What is being asked =>
Below are entries. Pull out all lines containing "Option".

(Collected data)
[Start of Attachment]

use std::fmt;

use anyhow::Result;
use async_trait::async_trait;

#[derive(Debug, Clone, Copy, PartialEq, Eq, Hash)]
pub enum Verb {
    Read,
    Write,
}

impl fmt::Display for Verb {
    fn fmt(&self, f: &mut fmt::Formatter<'_>) -> fmt::Result {
        f.write_str(match self {
            Verb::Read => "read",
            Verb::Write => "write",
        })
    }
}

/// What a route requires of the caller.
///
/// `name_param` names the path parameter holding the resource name; `None`
/// checks the resource kind as a whole.
#[derive(Debug, Clone, Copy, PartialEq, Eq)]
pub struct Permission {
    pub verb: Verb,
    pub kind: &'static str,
    pub name_param: Option<&'static str>,
}

impl Permission {
    pub const fn read(kind: &'static str, name_param: &'static str) -> Self {
        Self { verb: Verb::Read, kind, name_param: Some(name_param) }
    }

    pub const fn write(kind: &'static str, name_param: &'static str) -> Self {
        Self { verb: Verb::Write, kind, name_param: Some(name_param) }
    }

    pub const fn write_kind(kind: &'static str) -> Self {
        Self { verb: Verb::Write, kind, name_param: None }
    }
}

/// External permission store: may `actor` perform `verb` on `kind/name`?
#[async_trait]
pub trait Authorizer: Send + Sync {
    async fn is_allowed(&self, actor: &str, verb: Verb, kind: &str, name: Option<&str>) -> Result<bool>;
}

/// Grants everything; used when no permission store is wired in.
#[derive(Debug, Default, Clone)]
pub struct AllowAll;

#[async_trait]
impl Authorizer for AllowAll {
    async fn is_allowed(&self, _actor: &str, _verb: Verb, _kind: &str, _name: Option<&str>) -> Result<bool> {
        Ok(true)
    }
}
//! Zeroizing wrappers around key-schedule secrets.
//!
//! Secrets are heap-allocated, to support both `Hlen = 32` and `Hlen = 48` from the same code
//! path, so they need an explicit zeroize instead of relying on stack unwinding to scrub them.

use crate::Vec;
use zeroize::Zeroizing;

/// A secret produced at one stage of the key schedule (Early Secret, Handshake Secret, Master
/// Secret, or one of the intermediate "derived" PRKs).
///
/// Zeroized on drop.
#[derive(Clone)]
pub struct Secret(Zeroizing<Vec<u8>>);

impl Secret {
    pub(crate) fn new(bytes: Vec<u8>) -> Self {
        Self(Zeroizing::new(bytes))
    }

    /// The raw secret bytes, exactly `Hlen` long.
    pub fn as_bytes(&self) -> &[u8] {
        &self.0
    }
}

/// A `client_..._traffic_secret` or `server_..._traffic_secret`, used to derive record protection
/// keys and, after an update, the next generation of itself.
///
/// Zeroized on drop.
#[derive(Clone)]
pub struct TrafficSecret(Zeroizing<Vec<u8>>);

impl TrafficSecret {
    pub(crate) fn new(bytes: Vec<u8>) -> Self {
        Self(Zeroizing::new(bytes))
    }

    /// The raw secret bytes, exactly `Hlen` long.
    pub fn as_bytes(&self) -> &[u8] {
        &self.0
    }
}

/// A Finished message's `finished_key`, used once to compute or verify a single `verify_data`.
///
/// Zeroized on drop.
pub struct FinishedKey(Zeroizing<Vec<u8>>);

impl FinishedKey {
    pub(crate) fn new(bytes: Vec<u8>) -> Self {
        Self(Zeroizing::new(bytes))
    }

    /// The raw key bytes, exactly `Hlen` long.
    pub fn as_bytes(&self) -> &[u8] {
        &self.0
    }
}

#[cfg(test)]
mod tests {
    use super::*;

    #[test]
    fn secret_exposes_its_bytes() {
        let s = Secret::new(vec![1, 2, 3]);
        assert_eq!(s.as_bytes(), &[1, 2, 3]);
    }

    #[test]
    fn traffic_secret_clone_is_independent() {
        let a = TrafficSecret::new(vec![9; 32]);
        let b = a.clone();
        assert_eq!(a.as_bytes(), b.as_bytes());
    }
}
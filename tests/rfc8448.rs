//! Conformance against RFC 8448 section 3, "Simple 1-RTT Handshake"
//! (SHA-256 / X25519 / `TLS_AES_128_GCM_SHA256`).

use hex_literal::hex;
use tls13_key_schedule::{derive_traffic_keys, Finished, HashAlg, KeySchedule};

const ECDHE: [u8; 32] =
    hex!("8bd4054fb55b9d63fdfbacf9f04b9f0d35e6d63f537563efd46272900f89492d");

// Transcript hash over ClientHello..ServerHello from the RFC 8448 appendix.
const TRANSCRIPT_AFTER_SERVER_HELLO: [u8; 32] =
    hex!("860c06edc07858ee8e78f0e7428c58edd6b43f2ca3e6e95f02ed063cf0e1cad8");

// Early Secret and the "derived" intermediate (E2E-1, E2E-2) are not exposed by the public API,
// only traffic secrets are; those two are covered byte-exactly by the key schedule's own
// `#[cfg(test)]` module.

#[test]
fn handshake_traffic_secrets_match_rfc8448() {
    let mut ks = KeySchedule::new(HashAlg::Sha256);
    ks.derive_early().unwrap();
    let secrets = ks
        .derive_handshake(&ECDHE, &TRANSCRIPT_AFTER_SERVER_HELLO)
        .unwrap();

    assert_eq!(
        secrets.client.as_bytes(),
        hex!("b3eddb126e067f35a780b3abf45e2d8f3b1a950738f52e9600746a0e27a55a21")
    );
    assert_eq!(
        secrets.server.as_bytes(),
        hex!("b67b7d690cc16c4e75e54213cb2d37b4e9c912bcded9105d42befd59d391ad38")
    );
}

#[test]
fn server_write_key_and_iv_match_rfc8448() {
    let mut ks = KeySchedule::new(HashAlg::Sha256);
    ks.derive_early().unwrap();
    let secrets = ks
        .derive_handshake(&ECDHE, &TRANSCRIPT_AFTER_SERVER_HELLO)
        .unwrap();

    let keys = derive_traffic_keys(HashAlg::Sha256, secrets.server.as_bytes(), 16, 12).unwrap();
    assert_eq!(keys.key, hex!("3fce516009c21727d0f2e4e86ee403bc"));
    assert_eq!(keys.iv, hex!("5d313eb2671276ee13000b30"));
}

#[test]
fn server_finished_round_trips_against_server_handshake_traffic_secret() {
    let mut ks = KeySchedule::new(HashAlg::Sha256);
    ks.derive_early().unwrap();
    let secrets = ks
        .derive_handshake(&ECDHE, &TRANSCRIPT_AFTER_SERVER_HELLO)
        .unwrap();

    // handshake context through server CertificateVerify; any fixed transcript works to exercise
    // mac/verify symmetry since the reference vector is not reproduced here.
    let handshake_context = [0x11u8; 32];

    let key = Finished::key(HashAlg::Sha256, secrets.server.as_bytes()).unwrap();
    let verify_data = Finished::mac(HashAlg::Sha256, &key, &handshake_context).unwrap();
    assert_eq!(verify_data.len(), 32);
    assert!(Finished::verify(HashAlg::Sha256, &key, &handshake_context, &verify_data).is_ok());

    let mut tampered = verify_data.clone();
    tampered[31] ^= 0x80;
    assert!(Finished::verify(HashAlg::Sha256, &key, &handshake_context, &tampered).is_err());
}

#[test]
fn application_traffic_secrets_are_hlen_and_distinct() {
    let mut ks = KeySchedule::new(HashAlg::Sha256);
    ks.derive_early().unwrap();
    ks.derive_handshake(&ECDHE, &TRANSCRIPT_AFTER_SERVER_HELLO)
        .unwrap();

    let transcript_after_server_finished = [0x22u8; 32];
    let app = ks
        .derive_application(&transcript_after_server_finished)
        .unwrap();

    assert_eq!(app.client.as_bytes().len(), 32);
    assert_eq!(app.server.as_bytes().len(), 32);
    assert_ne!(app.client.as_bytes(), app.server.as_bytes());
}

#[test]
fn sha384_cipher_suite_produces_48_byte_secrets() {
    let mut ks = KeySchedule::new(HashAlg::Sha384);
    ks.derive_early().unwrap();
    let secrets = ks.derive_handshake(&ECDHE, &[0u8; 48]).unwrap();
    assert_eq!(secrets.client.as_bytes().len(), 48);
    assert_eq!(secrets.server.as_bytes().len(), 48);
}
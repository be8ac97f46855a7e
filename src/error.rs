//! Error kinds surfaced by this crate.
//!
//! # References
//!
//! * [RFC 8446 Section 6](https://datatracker.ietf.org/doc/html/rfc8446#section-6)

use thiserror::Error;

/// Errors produced by the key schedule, HKDF primitive, and Finished engine.
///
/// None of these are recoverable locally: after any error the only valid operation on the
/// connection is teardown (see [`crate::alert::FatalAlert`] for the alert a caller should send).
#[derive(Error, Debug, Clone, Copy, PartialEq, Eq)]
#[cfg_attr(feature = "defmt", derive(defmt::Format))]
#[non_exhaustive]
pub enum Error {
    /// A caller-supplied buffer had the wrong length, or an `HKDF-Expand` length exceeded
    /// `255 * Hlen`.
    #[error("invalid length")]
    InvalidLength,
    /// A stage transition was requested out of order.
    #[error("key schedule stage transition requested out of order")]
    WrongStage,
    /// A lower-level HMAC primitive rejected its inputs (e.g. a key length it does not accept).
    #[error("HMAC primitive failure")]
    HmacFailure,
    /// Constant-time comparison of a Finished `verify_data` failed.
    #[error("Finished verify_data mismatch")]
    BadFinished,
}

[End of Attachment]

Answer to this problem =>
    pub name_param: Option<&'static str>,
    async fn is_allowed(&self, actor: &str, verb: Verb, kind: &str, name: Option<&str>) -> Result<bool>;
    async fn is_allowed(&self, _actor: &str, _verb: Verb, _kind: &str, _name: Option<&str>) -> Result<bool> {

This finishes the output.